═════ Task input ═════

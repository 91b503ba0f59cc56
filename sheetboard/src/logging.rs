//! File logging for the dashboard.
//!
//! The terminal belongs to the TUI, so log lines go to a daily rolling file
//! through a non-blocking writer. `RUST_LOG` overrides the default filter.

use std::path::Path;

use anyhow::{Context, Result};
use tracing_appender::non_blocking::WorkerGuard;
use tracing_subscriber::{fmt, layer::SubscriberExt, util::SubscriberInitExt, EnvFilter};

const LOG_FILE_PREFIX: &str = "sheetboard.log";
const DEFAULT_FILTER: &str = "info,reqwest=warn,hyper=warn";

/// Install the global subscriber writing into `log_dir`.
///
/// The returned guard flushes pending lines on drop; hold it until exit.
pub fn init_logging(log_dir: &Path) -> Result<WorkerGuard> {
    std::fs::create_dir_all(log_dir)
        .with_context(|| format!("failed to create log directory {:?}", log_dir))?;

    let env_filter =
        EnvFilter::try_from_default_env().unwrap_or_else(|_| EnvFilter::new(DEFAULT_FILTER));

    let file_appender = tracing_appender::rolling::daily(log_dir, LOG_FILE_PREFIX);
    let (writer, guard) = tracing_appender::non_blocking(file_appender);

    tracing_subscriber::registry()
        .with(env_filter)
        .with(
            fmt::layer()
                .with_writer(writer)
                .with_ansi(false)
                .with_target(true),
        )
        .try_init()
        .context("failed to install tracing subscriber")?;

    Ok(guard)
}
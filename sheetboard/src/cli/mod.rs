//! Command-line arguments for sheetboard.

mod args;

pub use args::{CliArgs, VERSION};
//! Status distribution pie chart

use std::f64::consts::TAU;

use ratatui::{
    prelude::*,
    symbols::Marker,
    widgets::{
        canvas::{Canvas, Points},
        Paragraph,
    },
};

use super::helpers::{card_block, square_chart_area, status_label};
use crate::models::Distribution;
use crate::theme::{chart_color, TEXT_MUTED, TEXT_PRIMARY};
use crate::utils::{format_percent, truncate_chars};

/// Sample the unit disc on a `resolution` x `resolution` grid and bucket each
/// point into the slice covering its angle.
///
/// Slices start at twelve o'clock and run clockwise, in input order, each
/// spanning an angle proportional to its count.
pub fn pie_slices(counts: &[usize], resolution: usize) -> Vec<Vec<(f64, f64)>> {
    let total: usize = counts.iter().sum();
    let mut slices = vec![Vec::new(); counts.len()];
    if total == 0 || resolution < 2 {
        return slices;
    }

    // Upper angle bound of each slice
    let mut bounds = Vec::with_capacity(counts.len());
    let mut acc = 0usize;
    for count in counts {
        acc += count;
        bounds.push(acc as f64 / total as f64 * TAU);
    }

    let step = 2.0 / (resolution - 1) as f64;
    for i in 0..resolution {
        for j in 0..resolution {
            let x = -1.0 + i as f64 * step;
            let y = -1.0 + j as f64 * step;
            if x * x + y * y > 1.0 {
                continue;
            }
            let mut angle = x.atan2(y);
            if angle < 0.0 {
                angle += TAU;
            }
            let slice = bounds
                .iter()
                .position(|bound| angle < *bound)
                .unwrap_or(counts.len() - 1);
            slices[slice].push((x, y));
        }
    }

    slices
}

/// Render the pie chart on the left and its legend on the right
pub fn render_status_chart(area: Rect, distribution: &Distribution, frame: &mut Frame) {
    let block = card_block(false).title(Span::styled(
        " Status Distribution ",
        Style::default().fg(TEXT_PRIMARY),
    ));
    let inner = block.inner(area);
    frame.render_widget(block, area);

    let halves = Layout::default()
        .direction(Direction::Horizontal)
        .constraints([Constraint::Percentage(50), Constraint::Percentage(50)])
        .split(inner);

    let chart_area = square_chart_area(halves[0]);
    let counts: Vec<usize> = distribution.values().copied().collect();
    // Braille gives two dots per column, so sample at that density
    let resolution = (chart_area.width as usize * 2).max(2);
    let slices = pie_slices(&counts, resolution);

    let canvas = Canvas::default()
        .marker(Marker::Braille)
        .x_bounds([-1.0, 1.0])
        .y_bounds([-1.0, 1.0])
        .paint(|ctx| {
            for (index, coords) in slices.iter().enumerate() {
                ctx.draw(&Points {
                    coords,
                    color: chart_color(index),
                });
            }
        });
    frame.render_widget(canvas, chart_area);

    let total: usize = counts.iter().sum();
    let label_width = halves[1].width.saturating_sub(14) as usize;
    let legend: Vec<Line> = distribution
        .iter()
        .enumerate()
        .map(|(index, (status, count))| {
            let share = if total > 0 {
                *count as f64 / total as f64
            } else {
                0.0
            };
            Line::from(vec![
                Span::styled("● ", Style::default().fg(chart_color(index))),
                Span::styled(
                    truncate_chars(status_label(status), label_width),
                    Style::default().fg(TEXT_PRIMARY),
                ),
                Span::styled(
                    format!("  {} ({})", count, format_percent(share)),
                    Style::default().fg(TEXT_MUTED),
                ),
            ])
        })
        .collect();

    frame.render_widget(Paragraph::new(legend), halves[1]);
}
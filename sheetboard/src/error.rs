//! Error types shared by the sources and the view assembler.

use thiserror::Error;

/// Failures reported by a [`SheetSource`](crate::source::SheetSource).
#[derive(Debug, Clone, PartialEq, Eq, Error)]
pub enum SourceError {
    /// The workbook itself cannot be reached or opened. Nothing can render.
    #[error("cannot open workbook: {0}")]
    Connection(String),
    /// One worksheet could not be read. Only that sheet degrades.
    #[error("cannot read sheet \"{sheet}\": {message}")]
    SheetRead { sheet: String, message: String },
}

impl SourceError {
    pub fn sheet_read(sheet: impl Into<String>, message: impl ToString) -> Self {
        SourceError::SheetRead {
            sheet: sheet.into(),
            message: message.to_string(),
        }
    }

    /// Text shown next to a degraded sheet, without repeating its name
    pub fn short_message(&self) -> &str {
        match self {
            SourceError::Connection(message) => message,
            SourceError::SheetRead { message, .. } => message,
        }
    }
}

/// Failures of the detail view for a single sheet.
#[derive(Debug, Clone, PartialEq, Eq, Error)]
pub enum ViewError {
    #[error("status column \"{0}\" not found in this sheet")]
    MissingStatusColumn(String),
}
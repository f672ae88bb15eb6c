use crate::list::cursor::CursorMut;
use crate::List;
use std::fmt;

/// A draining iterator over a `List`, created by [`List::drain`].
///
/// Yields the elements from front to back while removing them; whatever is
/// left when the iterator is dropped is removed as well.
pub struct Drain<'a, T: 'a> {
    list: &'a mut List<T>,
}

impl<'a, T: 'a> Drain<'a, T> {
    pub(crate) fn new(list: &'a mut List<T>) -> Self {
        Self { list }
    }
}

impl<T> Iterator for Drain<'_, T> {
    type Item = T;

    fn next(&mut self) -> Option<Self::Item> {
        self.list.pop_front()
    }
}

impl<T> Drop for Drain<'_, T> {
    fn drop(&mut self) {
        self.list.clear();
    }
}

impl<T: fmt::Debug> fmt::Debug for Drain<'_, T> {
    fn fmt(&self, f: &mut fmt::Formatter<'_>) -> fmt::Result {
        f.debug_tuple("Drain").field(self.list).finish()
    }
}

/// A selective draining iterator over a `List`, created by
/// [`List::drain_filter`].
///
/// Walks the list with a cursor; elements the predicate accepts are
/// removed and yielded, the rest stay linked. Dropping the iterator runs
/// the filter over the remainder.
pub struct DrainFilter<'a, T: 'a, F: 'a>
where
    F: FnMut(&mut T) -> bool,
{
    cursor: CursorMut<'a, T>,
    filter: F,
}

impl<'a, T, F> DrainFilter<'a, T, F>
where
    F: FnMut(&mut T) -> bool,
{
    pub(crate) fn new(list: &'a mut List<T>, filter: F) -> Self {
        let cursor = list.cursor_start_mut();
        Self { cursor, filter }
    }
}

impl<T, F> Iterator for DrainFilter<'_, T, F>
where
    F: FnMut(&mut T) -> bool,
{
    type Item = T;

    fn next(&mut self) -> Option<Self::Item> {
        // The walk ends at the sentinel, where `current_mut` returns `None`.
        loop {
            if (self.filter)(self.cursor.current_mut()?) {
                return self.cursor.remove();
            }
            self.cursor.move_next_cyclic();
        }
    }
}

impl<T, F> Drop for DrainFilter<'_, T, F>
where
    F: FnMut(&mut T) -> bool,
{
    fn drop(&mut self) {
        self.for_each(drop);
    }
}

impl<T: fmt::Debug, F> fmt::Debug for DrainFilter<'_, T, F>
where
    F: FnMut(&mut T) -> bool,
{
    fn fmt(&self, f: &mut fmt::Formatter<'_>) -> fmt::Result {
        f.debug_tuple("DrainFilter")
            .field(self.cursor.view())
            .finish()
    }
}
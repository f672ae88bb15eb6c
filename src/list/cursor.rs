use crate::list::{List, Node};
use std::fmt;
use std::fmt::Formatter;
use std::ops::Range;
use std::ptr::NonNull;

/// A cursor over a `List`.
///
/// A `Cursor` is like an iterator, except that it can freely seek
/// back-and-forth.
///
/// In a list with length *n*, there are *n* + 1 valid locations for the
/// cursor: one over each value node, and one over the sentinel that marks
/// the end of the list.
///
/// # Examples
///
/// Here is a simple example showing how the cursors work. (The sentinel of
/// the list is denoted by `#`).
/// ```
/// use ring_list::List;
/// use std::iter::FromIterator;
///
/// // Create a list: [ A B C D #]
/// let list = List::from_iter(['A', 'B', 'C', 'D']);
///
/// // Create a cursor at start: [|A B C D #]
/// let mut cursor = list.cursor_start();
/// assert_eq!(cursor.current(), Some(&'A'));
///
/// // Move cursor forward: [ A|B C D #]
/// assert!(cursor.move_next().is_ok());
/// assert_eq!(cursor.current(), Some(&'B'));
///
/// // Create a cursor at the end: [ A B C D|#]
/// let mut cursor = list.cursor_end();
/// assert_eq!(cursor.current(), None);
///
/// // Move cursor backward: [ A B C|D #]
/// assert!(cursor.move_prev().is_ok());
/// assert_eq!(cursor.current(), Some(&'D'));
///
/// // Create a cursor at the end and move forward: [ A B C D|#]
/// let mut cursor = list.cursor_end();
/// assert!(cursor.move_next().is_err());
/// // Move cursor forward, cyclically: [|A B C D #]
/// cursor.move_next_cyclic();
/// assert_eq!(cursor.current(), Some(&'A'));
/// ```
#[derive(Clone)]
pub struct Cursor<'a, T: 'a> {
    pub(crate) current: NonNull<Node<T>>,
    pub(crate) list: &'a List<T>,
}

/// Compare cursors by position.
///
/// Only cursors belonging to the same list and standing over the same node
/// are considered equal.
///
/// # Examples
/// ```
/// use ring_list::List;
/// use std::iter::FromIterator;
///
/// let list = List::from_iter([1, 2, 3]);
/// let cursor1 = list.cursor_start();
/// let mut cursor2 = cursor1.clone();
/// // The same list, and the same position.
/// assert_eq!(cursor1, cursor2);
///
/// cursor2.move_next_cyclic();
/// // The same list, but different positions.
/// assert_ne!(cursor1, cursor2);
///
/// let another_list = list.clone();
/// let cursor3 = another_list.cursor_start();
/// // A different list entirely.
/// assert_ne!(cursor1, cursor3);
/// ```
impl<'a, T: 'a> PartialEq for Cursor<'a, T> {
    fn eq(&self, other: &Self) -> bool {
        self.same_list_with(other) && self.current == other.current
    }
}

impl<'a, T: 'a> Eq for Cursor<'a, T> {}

═════

Required work:
Whenever the string "left" shows up in a line of the entries, copy that line.

Result of this exercise:
/// Render the pie chart on the left and its legend on the right
/// left when the iterator is dropped is removed as well.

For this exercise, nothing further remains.